Dog Discoveries

The Truth About Scruff Shaking Dogs for Discipline

 

When it comes to training dogs, there are several different types of methods and techniques, but training methods focusing on confrontational, punishment-based techniques are known to cause unnecessary stress and fear in dogs. One method that has been promulgated by television shows and books is scruff shaking, basically grabbing the puppy or dog by the scruff and shaking when he is misbehaving.  The practice of scruff shaking dogs has been around for many years and has often been portrayed as species typical behavior, meaning that it’s based on what dogs do to other dogs. Turns out though that studies prove otherwise.

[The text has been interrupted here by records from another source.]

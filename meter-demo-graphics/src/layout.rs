use embedded_graphics::prelude::{Point, Size};

#[derive(Debug, Clone, Copy, PartialEq, Eq)]
pub enum Align {
    TopLeft,
    TopMid,
    TopRight,
    LeftMid,
    Center,
    RightMid,
    BottomLeft,
    BottomMid,
    BottomRight,
}

impl Align {
    pub fn position(self, parent: Size, child: Size, offset: Point) -> Point {
        let (pw, ph) = (parent.width as i32, parent.height as i32);
        let (cw, ch) = (child.width as i32, child.height as i32);

        let x = match self {
            Align::TopLeft | Align::LeftMid | Align::BottomLeft => 0,
            Align::TopMid | Align::Center | Align::BottomMid => (pw - cw) / 2,
            Align::TopRight | Align::RightMid | Align::BottomRight => pw - cw,
        };
        let y = match self {
            Align::TopLeft | Align::TopMid | Align::TopRight => 0,
            Align::LeftMid | Align::Center | Align::RightMid => (ph - ch) / 2,
            Align::BottomLeft | Align::BottomMid | Align::BottomRight => ph - ch,
        };

        Point::new(x, y) + offset
    }
}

scruff shaking dogsA Deeper Insight

Scruff shaking is based on the belief that mother dogs correct their  puppies by biting and shaking them by the scruff of the neck. There is also belief that dogs use scruff shakes with other dogs. As mentioned, several television shows and some books have promulgated a dangerous “scruff shaking trend” in the past years suggesting it as a way for humans to correct undesirable behavior in dogs. By shaking the puppy or dog’s scruff, or poking fingers into the puppy’s neck, it has been suggested that dog owners can emulate the scruff shaking carried out by mother dog or applied among dogs.

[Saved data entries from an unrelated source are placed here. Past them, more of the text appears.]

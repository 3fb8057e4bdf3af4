use embedded_graphics::{
    mono_font::MonoTextStyle,
    pixelcolor::Rgb565,
    prelude::*,
    primitives::{Arc, Circle, Line, PrimitiveStyle, PrimitiveStyleBuilder, Rectangle},
    text::{Alignment, Baseline, Text, TextStyleBuilder},
};
use profont::PROFONT_10_POINT;

use crate::color::{mix, Palette};

#[derive(Debug, Clone, Copy, PartialEq, Eq)]
pub struct IndicatorId(usize);

#[derive(Debug, Clone, Copy, PartialEq)]
pub struct Scale {
    pub min: i32,
    pub max: i32,
    pub angle_range: u32,
    /// Angle of `min`, clockwise from 3 o'clock.
    pub rotation: i32,
    pub tick_count: u32,
    pub tick_width: u32,
    pub tick_length: u32,
    pub tick_color: Rgb565,
    /// Every `major_nth` tick is a major one, 0 disables major ticks.
    pub major_nth: u32,
    pub major_width: u32,
    pub major_length: u32,
    pub major_color: Rgb565,
    pub label_gap: i32,
}

impl Default for Scale {
    fn default() -> Self {
        Self {
            min: 0,
            max: 100,
            angle_range: 270,
            rotation: 135,
            tick_count: 0,
            tick_width: 1,
            tick_length: 8,
            tick_color: Palette::Grey.main(),
            major_nth: 0,
            major_width: 2,
            major_length: 12,
            major_color: Rgb565::BLACK,
            label_gap: 8,
        }
    }
}

impl Scale {
    pub fn angle_of(&self, value: i32) -> f32 {
        let span = self.max - self.min;
        if span == 0 {
            return self.rotation as f32;
        }
        let value = self.clamp(value);
        self.rotation as f32
            + (value - self.min) as f32 * self.angle_range as f32 / span as f32
    }

    pub fn clamp(&self, value: i32) -> i32 {
        value.clamp(self.min.min(self.max), self.min.max(self.max))
    }

    fn is_major(&self, index: u32) -> bool {
        self.major_nth > 0 && index % self.major_nth == 0
    }

    pub fn major_values(&self) -> impl Iterator<Item = i32> + '_ {
        (0..self.tick_count)
            .filter(|&index| self.is_major(index))
            .map(|index| self.tick_value(index))
    }

    fn tick_value(&self, index: u32) -> i32 {
        if self.tick_count < 2 {
            return self.min;
        }
        self.min + (self.max - self.min) * index as i32 / (self.tick_count - 1) as i32
    }
}

#[derive(Debug, Clone, Copy, PartialEq)]
pub enum IndicatorKind {
    Arc {
        width: u32,
        color: Rgb565,
        r_mod: i32,
    },
    ScaleLines {
        color_start: Rgb565,
        color_end: Rgb565,
        local: bool,
        width_mod: i32,
    },
    NeedleLine {
        width: u32,
        color: Rgb565,
        r_mod: i32,
    },
}

#[derive(Debug, Clone, Copy, PartialEq)]
pub struct Indicator {
    pub kind: IndicatorKind,
    pub start_value: i32,
    pub end_value: i32,
}

#[derive(Debug, Clone, Copy, PartialEq)]
pub struct MeterStyle {
    pub background: Rgb565,
    pub border: Rgb565,
    pub border_width: u32,
    pub padding: u32,
    pub pivot_diameter: u32,
    pub pivot_color: Rgb565,
}

impl Default for MeterStyle {
    fn default() -> Self {
        Self {
            background: Rgb565::WHITE,
            border: Palette::Grey.lighten(),
            border_width: 2,
            padding: 8,
            pivot_diameter: 15,
            pivot_color: Rgb565::BLACK,
        }
    }
}

#[derive(Debug, Clone)]
pub struct Meter {
    bounds: Rectangle,
    scale: Scale,
    style: MeterStyle,
    indicators: Vec<Indicator>,
}

impl Meter {
    pub fn new(size: Size) -> Self {
        Self {
            bounds: Rectangle::new(Point::zero(), size),
            scale: Scale::default(),
            style: MeterStyle::default(),
            indicators: Vec::new(),
        }
    }

    pub fn bounds(&self) -> Rectangle {
        self.bounds
    }

    pub fn set_position(&mut self, top_left: Point) {
        self.bounds.top_left = top_left;
    }

    pub fn scale(&self) -> &Scale {
        &self.scale
    }

    pub fn set_scale_ticks(&mut self, count: u32, width: u32, length: u32, color: Rgb565) {
        self.scale.tick_count = count;
        self.scale.tick_width = width;
        self.scale.tick_length = length;
        self.scale.tick_color = color;
    }

    pub fn set_scale_major_ticks(
        &mut self,
        nth: u32,
        width: u32,
        length: u32,
        color: Rgb565,
        label_gap: i32,
    ) {
        self.scale.major_nth = nth;
        self.scale.major_width = width;
        self.scale.major_length = length;
        self.scale.major_color = color;
        self.scale.label_gap = label_gap;
    }

    fn add_indicator(&mut self, kind: IndicatorKind) -> IndicatorId {
        self.indicators.push(Indicator {
            kind,
            start_value: self.scale.min,
            end_value: self.scale.max,
        });
        IndicatorId(self.indicators.len() - 1)
    }

    pub fn add_arc(&mut self, width: u32, color: Rgb565, r_mod: i32) -> IndicatorId {
        self.add_indicator(IndicatorKind::Arc {
            width,
            color,
            r_mod,
        })
    }

    pub fn add_scale_lines(
        &mut self,
        color_start: Rgb565,
        color_end: Rgb565,
        local: bool,
        width_mod: i32,
    ) -> IndicatorId {
        self.add_indicator(IndicatorKind::ScaleLines {
            color_start,
            color_end,
            local,
            width_mod,
        })
    }

    pub fn add_needle_line(&mut self, width: u32, color: Rgb565, r_mod: i32) -> IndicatorId {
        self.add_indicator(IndicatorKind::NeedleLine {
            width,
            color,
            r_mod,
        })
    }

    pub fn indicator(&self, id: IndicatorId) -> Option<&Indicator> {
        self.indicators.get(id.0)
    }

    pub fn set_indicator_start_value(&mut self, id: IndicatorId, value: i32) {
        let value = self.scale.clamp(value);
        if let Some(indicator) = self.indicators.get_mut(id.0) {
            indicator.start_value = value;
        }
    }

    pub fn set_indicator_end_value(&mut self, id: IndicatorId, value: i32) {
        let value = self.scale.clamp(value);
        if let Some(indicator) = self.indicators.get_mut(id.0) {
            indicator.end_value = value;
        }
    }

    pub fn center(&self) -> Point {
        self.bounds.center()
    }

    fn diameter(&self) -> u32 {
        self.bounds.size.width.min(self.bounds.size.height)
    }

    pub fn scale_radius(&self) -> i32 {
        (self.diameter() / 2) as i32 - self.style.padding as i32
    }

    fn polar(&self, angle_deg: f32, radius: i32) -> Point {
        let rad = angle_deg.to_radians();
        let center = self.center();
        Point::new(
            center.x + (radius as f32 * rad.cos()).round() as i32,
            center.y + (radius as f32 * rad.sin()).round() as i32,
        )
    }

    pub fn needle_tip(&self, id: IndicatorId) -> Option<Point> {
        match self.indicator(id)? {
            Indicator {
                kind: IndicatorKind::NeedleLine { r_mod, .. },
                end_value,
                ..
            } => Some(self.polar(
                self.scale.angle_of(*end_value),
                self.scale_radius() + r_mod,
            )),
            _ => None,
        }
    }

    pub fn draw<D>(&self, target: &mut D) -> Result<(), D::Error>
    where
        D: DrawTarget<Color = Rgb565>,
    {
        let center = self.center();
        let face = PrimitiveStyleBuilder::new()
            .fill_color(self.style.background)
            .stroke_color(self.style.border)
            .stroke_width(self.style.border_width)
            .build();
        Circle::with_center(center, self.diameter())
            .into_styled(face)
            .draw(target)?;

        self.draw_arcs(target)?;
        self.draw_ticks(target)?;
        self.draw_needles(target)?;

        Ok(())
    }

    fn draw_arcs<D>(&self, target: &mut D) -> Result<(), D::Error>
    where
        D: DrawTarget<Color = Rgb565>,
    {
        let radius = self.scale_radius();
        for indicator in &self.indicators {
            let IndicatorKind::Arc {
                width,
                color,
                r_mod,
            } = indicator.kind
            else {
                continue;
            };
            let start = self.scale.angle_of(indicator.start_value);
            let sweep = self.scale.angle_of(indicator.end_value) - start;
            // stroke is centred on the path, keep its outer edge on the scale radius
            let diameter = 2 * (radius + r_mod) - width as i32;
            if sweep <= 0.0 || diameter <= 0 {
                continue;
            }
            Arc::with_center(self.center(), diameter as u32, start.deg(), sweep.deg())
                .into_styled(PrimitiveStyle::with_stroke(color, width))
                .draw(target)?;
        }
        Ok(())
    }

    fn tick_look(&self, value: i32, major: bool) -> (Rgb565, u32) {
        let scale = &self.scale;
        let (mut color, mut width) = if major {
            (scale.major_color, scale.major_width)
        } else {
            (scale.tick_color, scale.tick_width)
        };

        for indicator in &self.indicators {
            let IndicatorKind::ScaleLines {
                color_start,
                color_end,
                local,
                width_mod,
            } = indicator.kind
            else {
                continue;
            };
            if value < indicator.start_value || value > indicator.end_value {
                continue;
            }
            let (from, to) = if local {
                (indicator.start_value, indicator.end_value)
            } else {
                (scale.min, scale.max)
            };
            let ratio = if to > from {
                ((value - from) * 255 / (to - from)) as u8
            } else {
                0
            };
            color = mix(color_start, color_end, ratio);
            width = (width as i32 + width_mod).max(1) as u32;
        }

        (color, width)
    }

    fn draw_ticks<D>(&self, target: &mut D) -> Result<(), D::Error>
    where
        D: DrawTarget<Color = Rgb565>,
    {
        let scale = &self.scale;
        let radius = self.scale_radius();
        let text_style = TextStyleBuilder::new()
            .alignment(Alignment::Center)
            .baseline(Baseline::Middle)
            .build();

        for index in 0..scale.tick_count {
            let value = scale.tick_value(index);
            let major = scale.is_major(index);
            let length = if major {
                scale.major_length
            } else {
                scale.tick_length
            };
            let (color, width) = self.tick_look(value, major);
            let angle = scale.angle_of(value);

            Line::new(
                self.polar(angle, radius - length as i32),
                self.polar(angle, radius),
            )
            .into_styled(PrimitiveStyle::with_stroke(color, width))
            .draw(target)?;

            if major {
                let label = format!("{value}");
                let position = self.polar(angle, radius - length as i32 - scale.label_gap);
                let char_style = MonoTextStyle::new(&PROFONT_10_POINT, scale.major_color);
                Text::with_text_style(&label, position, char_style, text_style).draw(target)?;
            }
        }
        Ok(())
    }

    fn draw_needles<D>(&self, target: &mut D) -> Result<(), D::Error>
    where
        D: DrawTarget<Color = Rgb565>,
    {
        let mut has_needle = false;
        for (index, indicator) in self.indicators.iter().enumerate() {
            let IndicatorKind::NeedleLine { width, color, .. } = indicator.kind else {
                continue;
            };
            if let Some(tip) = self.needle_tip(IndicatorId(index)) {
                Line::new(self.center(), tip)
                    .into_styled(PrimitiveStyle::with_stroke(color, width))
                    .draw(target)?;
                has_needle = true;
            }
        }

        if has_needle {
            Circle::with_center(self.center(), self.style.pivot_diameter)
                .into_styled(PrimitiveStyle::with_fill(self.style.pivot_color))
                .draw(target)?;
        }
        Ok(())
    }
}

“That’s what the bitch does to discipline them.” I sometimes wonder if the people who propose these strange and barbaric practices have ever seen a dog before.  Bitches do not discipline puppies by scruffing them.”~ David Ryan PG Dip (CABC) CCAB

Violence Begets Violencedog aggression

Scruff shaking is based on positive punishment, meaning that its timely application is meant to reduce and stop an unwanted behavior. When positive punishment-based techniques are used to modify dog behavior, a vast array of side effects may occur. Scruff shaking along with alpha rolls and other punishment-based, physical approaches not only negatively affect the dog and owner bond, but also heighten the chances for defensive aggression. The owner’s hands soon become a threat rather than a source of rewards, and dogs may  learn to respond to any hand movement towards them with defensive behaviors such as growling, snapping and even biting.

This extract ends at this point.